Which leads to my next point, actually. Why do we need to describe what people's skin looks like at all? It seems to only happen when it's people of colour. And while I fully appreciate the impulse to be thoughtful about the way skin tone is discussed, unless everyone is describing the skin tone of every single person they meet, the effect is to call out the fact that the norm has been violated.


And because of the way that media presents majority/minority balances, that norm is people on the pale end of the spectrum.


The result is that it feels othering. Despite the intention being to balance the table, balance the field and bring equity, in reality it makes me very aware that there are POC in a space that would not have had POC if the storyteller hadn't said so. It reinforces the norm as White.


And that's frustrating for a number of reasons.


1. The norm isn't White.

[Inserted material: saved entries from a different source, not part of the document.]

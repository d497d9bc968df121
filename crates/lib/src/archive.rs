//! Streaming zip writer with size accounting.
//!
//! An [`Archiver`] writes deflate-compressed entries (level 9) straight to
//! its output file and keeps a running tally of the uncompressed bytes it was
//! handed. [`Archiver::finalize`] closes the zip and reports both sizes; it is
//! the only point at which the compressed size is known.

use std::collections::HashSet;
use std::fs::{self, File};
use std::io::{self, Write};
use std::path::{Path, PathBuf};

use serde::{Deserialize, Serialize};
use thiserror::Error;
use tracing::debug;
use walkdir::{DirEntry, WalkDir};
use zip::write::SimpleFileOptions;
use zip::{CompressionMethod, ZipWriter};

use crate::step::to_archive_path;

const COMPRESSION_LEVEL: i64 = 9;

#[derive(Debug, Error)]
pub enum ArchiveError {
  #[error("failed to create archive {}: {source}", path.display())]
  Create { path: PathBuf, source: io::Error },

  #[error("failed to read {}: {source}", path.display())]
  Read { path: PathBuf, source: io::Error },

  #[error("failed to walk directory {}: {source}", path.display())]
  Walk { path: PathBuf, source: walkdir::Error },

  #[error("zip error: {0}")]
  Zip(#[from] zip::result::ZipError),

  #[error("io error: {0}")]
  Io(#[from] io::Error),
}

/// Sizes of a finished archive, in bytes.
#[derive(Debug, Clone, Copy, Default, PartialEq, Eq, Serialize, Deserialize)]
#[serde(rename_all = "camelCase")]
pub struct ArchiveResult {
  pub compressed_size: u64,
  pub uncompressed_size: u64,
}

/// Content accepted by [`Archiver::append`].
#[derive(Debug, Clone)]
pub enum ArchiveSource {
  Text(String),
  Bytes(Vec<u8>),
  /// Streamed from disk; sized with a filesystem stat.
  File(PathBuf),
}

impl From<&str> for ArchiveSource {
  fn from(value: &str) -> Self {
    ArchiveSource::Text(value.to_string())
  }
}

impl From<String> for ArchiveSource {
  fn from(value: String) -> Self {
    ArchiveSource::Text(value)
  }
}

impl From<Vec<u8>> for ArchiveSource {
  fn from(value: Vec<u8>) -> Self {
    ArchiveSource::Bytes(value)
  }
}

impl From<&[u8]> for ArchiveSource {
  fn from(value: &[u8]) -> Self {
    ArchiveSource::Bytes(value.to_vec())
  }
}

pub struct Archiver {
  output_path: PathBuf,
  writer: ZipWriter<File>,
  options: SimpleFileOptions,
  uncompressed_size: u64,
  entries: HashSet<String>,
}

impl Archiver {
  /// Create the output file (and its parent directories) and start a zip stream.
  pub fn create(output_path: impl Into<PathBuf>) -> Result<Self, ArchiveError> {
    let output_path = output_path.into();
    if let Some(parent) = output_path.parent() {
      fs::create_dir_all(parent).map_err(|source| ArchiveError::Create {
        path: output_path.clone(),
        source,
      })?;
    }
    let file = File::create(&output_path).map_err(|source| ArchiveError::Create {
      path: output_path.clone(),
      source,
    })?;

    debug!(path = %output_path.display(), "creating archive");

    Ok(Self {
      output_path,
      writer: ZipWriter::new(file),
      options: SimpleFileOptions::default()
        .compression_method(CompressionMethod::Deflated)
        .compression_level(Some(COMPRESSION_LEVEL)),
      uncompressed_size: 0,
      entries: HashSet::new(),
    })
  }

  pub fn output_path(&self) -> &Path {
    &self.output_path
  }

  /// Running total of uncompressed bytes appended so far.
  pub fn uncompressed_size(&self) -> u64 {
    self.uncompressed_size
  }

  pub fn contains(&self, archive_path: &str) -> bool {
    self.entries.contains(archive_path)
  }

  /// Append one entry. The first write to an archive path wins; later ones are skipped.
  pub fn append(&mut self, content: impl Into<ArchiveSource>, archive_path: &str) -> Result<(), ArchiveError> {
    if self.contains(archive_path) {
      debug!(entry = archive_path, "skipping duplicate archive entry");
      return Ok(());
    }

    match content.into() {
      ArchiveSource::Text(text) => self.write_bytes(text.as_bytes(), archive_path)?,
      ArchiveSource::Bytes(bytes) => self.write_bytes(&bytes, archive_path)?,
      ArchiveSource::File(path) => {
        let size = fs::metadata(&path)
          .map_err(|source| ArchiveError::Read {
            path: path.clone(),
            source,
          })?
          .len();
        self.write_file(&path, archive_path)?;
        self.uncompressed_size += size;
      }
    }

    self.entries.insert(archive_path.to_string());
    Ok(())
  }

  /// Append every file under `source` at `target`. Missing or non-directory
  /// sources are a no-op.
  pub fn append_directory(&mut self, source: &Path, target: &str) -> Result<(), ArchiveError> {
    self.append_directory_filtered(source, target, |_| true)
  }

  /// Like [`Archiver::append_directory`], but only entries accepted by `filter`
  /// are walked. Rejecting a directory prunes its whole subtree.
  pub fn append_directory_filtered<F>(&mut self, source: &Path, target: &str, filter: F) -> Result<(), ArchiveError>
  where
    F: Fn(&DirEntry) -> bool,
  {
    if !source.is_dir() {
      debug!(path = %source.display(), "directory not found, skipping");
      return Ok(());
    }

    // Walk ahead of writing so the whole directory's size is accounted at once.
    let mut files = Vec::new();
    let mut total = 0u64;
    let walker = WalkDir::new(source)
      .follow_links(true)
      .sort_by_file_name()
      .into_iter()
      .filter_entry(|e| e.depth() == 0 || filter(e));

    for entry in walker {
      let entry = entry.map_err(|source_err| ArchiveError::Walk {
        path: source.to_path_buf(),
        source: source_err,
      })?;
      if !entry.file_type().is_file() {
        continue;
      }

      let relative = entry.path().strip_prefix(source).unwrap_or(entry.path());
      let archive_path = join_archive_path(target, &to_archive_path(relative));
      if self.contains(&archive_path) {
        continue;
      }

      let size = entry
        .metadata()
        .map_err(|source_err| ArchiveError::Walk {
          path: entry.path().to_path_buf(),
          source: source_err,
        })?
        .len();
      total += size;
      files.push((entry.into_path(), archive_path));
    }

    debug!(path = %source.display(), files = files.len(), bytes = total, "appending directory");
    self.uncompressed_size += total;

    for (path, archive_path) in files {
      self.write_file(&path, &archive_path)?;
      self.entries.insert(archive_path);
    }

    Ok(())
  }

  /// Finish the zip stream and report the final sizes.
  pub fn finalize(self) -> Result<ArchiveResult, ArchiveError> {
    let mut file = self.writer.finish()?;
    file.flush()?;
    let compressed_size = file.metadata()?.len();

    debug!(
      path = %self.output_path.display(),
      compressed = compressed_size,
      uncompressed = self.uncompressed_size,
      "archive finalized"
    );

    Ok(ArchiveResult {
      compressed_size,
      uncompressed_size: self.uncompressed_size,
    })
  }

  fn write_bytes(&mut self, bytes: &[u8], archive_path: &str) -> Result<(), ArchiveError> {
    self.writer.start_file(archive_path, self.options)?;
    self.writer.write_all(bytes)?;
    self.uncompressed_size += bytes.len() as u64;
    Ok(())
  }

  fn write_file(&mut self, path: &Path, archive_path: &str) -> Result<(), ArchiveError> {
    let mut file = File::open(path).map_err(|source| ArchiveError::Read {
      path: path.to_path_buf(),
      source,
    })?;

    let options = file_options(self.options, &file);
    self.writer.start_file(archive_path, options)?;
    io::copy(&mut file, &mut self.writer).map_err(|source| ArchiveError::Read {
      path: path.to_path_buf(),
      source,
    })?;
    Ok(())
  }
}

/// Keep the source file's mode so bundled runtimes stay executable.
#[cfg(unix)]
fn file_options(options: SimpleFileOptions, file: &File) -> SimpleFileOptions {
  use std::os::unix::fs::PermissionsExt;

  match file.metadata() {
    Ok(meta) => options.unix_permissions(meta.permissions().mode() & 0o777),
    Err(_) => options,
  }
}

#[cfg(not(unix))]
fn file_options(options: SimpleFileOptions, _file: &File) -> SimpleFileOptions {
  options
}

pub fn join_archive_path(target: &str, relative: &str) -> String {
  let target = target.trim_matches('/');
  if target.is_empty() {
    relative.to_string()
  } else if relative.is_empty() {
    target.to_string()
  } else {
    format!("{target}/{relative}")
  }
}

The majority of the world is POC.


2. Just as POC aren't just POC (Black isn't a culture, after all), "White" isn't a cultural identity. It doesn't tell you anything about food, or art, or music, or language, or dialect or body type or how long it takes to burn in the sun or inherent likes or dislikes or anything at all about the person.


And that's incredibly sad.


So many people see White as a culture. Spend a day looking at Scottish mythology and then compare it to Icelandic mythology. The two places are close, but the differences in their stories and storytelling is vast. Now compare the cultures of California and Utah. Different again. Now compare the physical build of a Scot and an Italian. The bone structures (to generalise in a most hypocritical way) are on average incredibly different. And yet all these places we could place under the banner of "Generically White" and just walk away.


As a storyteller, the more specific you get in the stories you tell and the way you tell them make all the difference to the way culture is guided. It's the difference between a stereotype and a human (or elf or orc or halfling or automaton or or or). And when I say culture, I mean the wider world, not just the game.


Something I love about writing plays is that they're one of the fastest mediums. If something happens in the world, within about two months, maybe three, I often see something coming to stage reflecting the world we're in. What we write, how we speak, how we engage with the world can have such a profound effect on it.


And as much as I hate living in a time where people think they can take ownership of me by reaching out to touch my hair in a way that they will absolutely not do that to a White man, I love living in a time where I can step back, say no and they have to consider not just that I spoke up, but why.


I love that I live in a time where words and their impact is being recognised. TTRPG twitter has a lot of issues - a lot of loud voices wanting to be heard, a lot of arguing, a lot of anger, but it also questions itself and I respect that. It's alive and it's growing and it's a lot of valid storytelling voices who will pass down batons of culture to everyone who comes next.


And those changes in storytelling will broaden out to the world.


So keep telling them, but be specific, be kind, and keep asking questions.